# E. Greenwich RI police: Man fires shots at police, kills self



## kwflatbed (Dec 29, 2004)

*By JACK PERRY
projo.com staff writer*

EAST GREENWICH -- A 25-year-old man fired several shots at police officers from a high-powered rifle before shooting and killing himself yesterday, according to local police, who are continuing to investigate the incident today.

Michael Boyajian, of 271 Tillinghast Road, fired at the police officers from the second floor of his home after the police were called there at 4:07 p.m. yesterday for a family disturbance, said East Greenwich Police Det. Lt. Tom Marcello.

Boyajian's father, Harold, was at the end of the driveway waiting when the officers arrived.

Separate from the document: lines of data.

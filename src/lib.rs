//! This crate provides an allocator for unique addresses out of a single subnet, for instance
//! the address pool of a DHCP server. Addresses are handed out smallest-first (or smallest at or
//! above a requested address), and released addresses become available again immediately. The
//! allocator supports IPv4 subnets (from either [ipnet](https://docs.rs/ipnet/2.10.0) or
//! [ipnetwork](https://crates.io/crates/ipnetwork)), and any tuple `(R, u8)`, where `R` is one of
//! `u8`, `u16`, `u32`, or `u64`.
//!
//! ```
//! # use subnet_trie::*;
//! # use ipnet::Ipv4Net;
//! # fn main() -> Result<(), Box<dyn std::error::Error>> {
//! let mut pool = AddressAllocator::new("10.0.0.0/24".parse::<Ipv4Net>()?)?;
//! // 10.0.0.0, 10.0.0.254, and 10.0.0.255 are reserved.
//! assert_eq!(pool.count_free(), 253);
//! assert_eq!(addr::to_dotted(pool.allocate(0)?), "10.0.0.1");
//! assert_eq!(addr::to_dotted(pool.allocate(0)?), "10.0.0.2");
//! pool.release(addr::from_dotted("10.0.0.1")?)?;
//! assert_eq!(addr::to_dotted(pool.allocate(0)?), "10.0.0.1");
//! # Ok(())
//! # }
//! ```
//!
//! # Description of the Tree
//!
//! The allocator is a binary trie over the bits of an address, most significant bit first. The
//! path from the root to a node at depth `d` fixes the first `d` bits, so the node covers a range
//! of `2^(W - d)` addresses, where `W` is the address width. The first `P` levels (the prefix
//! length of the subnet) form a chain that anchors the *subnet root*, whose subtree covers
//! exactly the subnet. These anchors are created once and never removed.
//!
//! Below the subnet root, the trie only contains what is allocated:
//!
//! - A missing child means that its entire range is free.
//! - A node at depth `W` is a leaf and stands for a single allocated address.
//! - Every other node is *full* iff both of its children exist and are full.
//!
//! Nodes are stored in an arena and reference each other by index. Releasing an address removes
//! its leaf and every ancestor that is left without children, so the trie never holds more than
//! `O(n * (W - P))` nodes for `n` allocated addresses.
//!
//! # Searching for a free address
//!
//! To find the smallest free address at or above a candidate, we walk from the subnet root along
//! the bits of the candidate. If we hit a missing node, the candidate is free. If we hit a full
//! node, the candidate moves to the first address after that node's range, and we start again.
//! Any exhausted range is thus skipped in a single step, no matter how large it is.
//!
//! # Operations on the tree
//!
//! The following are the computational complexities of the functions, where `n` is the number of
//! allocated addresses and `h = W - P` is the number of host bits.
//!
//! | Operation                          | Complexity  |
//! |------------------------------------|-------------|
//! | `new`, `with_reservations`         | `O(W)`      |
//! | `allocate`                         | `O(h^2)`    |
//! | `reserve`, `release`               | `O(h)`      |
//! | `is_allocated`                     | `O(h)`      |
//! | `count_free`, `iter`, `clear`      | `O(n * h)`  |
//! | `len`, `is_empty`, `capacity`      | `O(1)`      |
//!
//! # Reserved addresses
//!
//! By default, the network address, the host with offset `254`, and the broadcast address are
//! allocated right after construction (see [`Reservations`]). They count as allocated in
//! [`AddressAllocator::count_free`].
//!
//! # Concurrency
//!
//! All operations run to completion without blocking. The allocator has no internal locking;
//! callers sharing one allocator between threads must serialize all calls, e.g., behind a
//! `Mutex`.

#![allow(clippy::collapsible_else_if)]
#![deny(missing_docs)]

mod error;
mod fmt;
mod inner;
mod reserve;
mod subnet;
#[cfg(test)]
mod fuzzing;

pub mod addr;
pub mod allocator;

pub use allocator::AddressAllocator;
pub use error::Error;
pub use reserve::{Reservations, DEFAULT_SERVER_OFFSET};
pub use subnet::Subnet;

He told the three or four officers that his son was armed with a high-powered rifle and handgun, according to Marcello.

As they talked, Boyajian came to the window and fired about four shots, Marcello said. 
Nobody was hit, but one shot "actually struck the road between two of the officers," Marcello said.

The police officers, who were about 50 yards away from the house, took cover, but did not return fire, Marcello said.

"During the confusion," Boyajian's mother, Mary, who was still inside the house, then went upstairs and found her son, with an apparently self-inflicted gunshot wound, according to Marcello.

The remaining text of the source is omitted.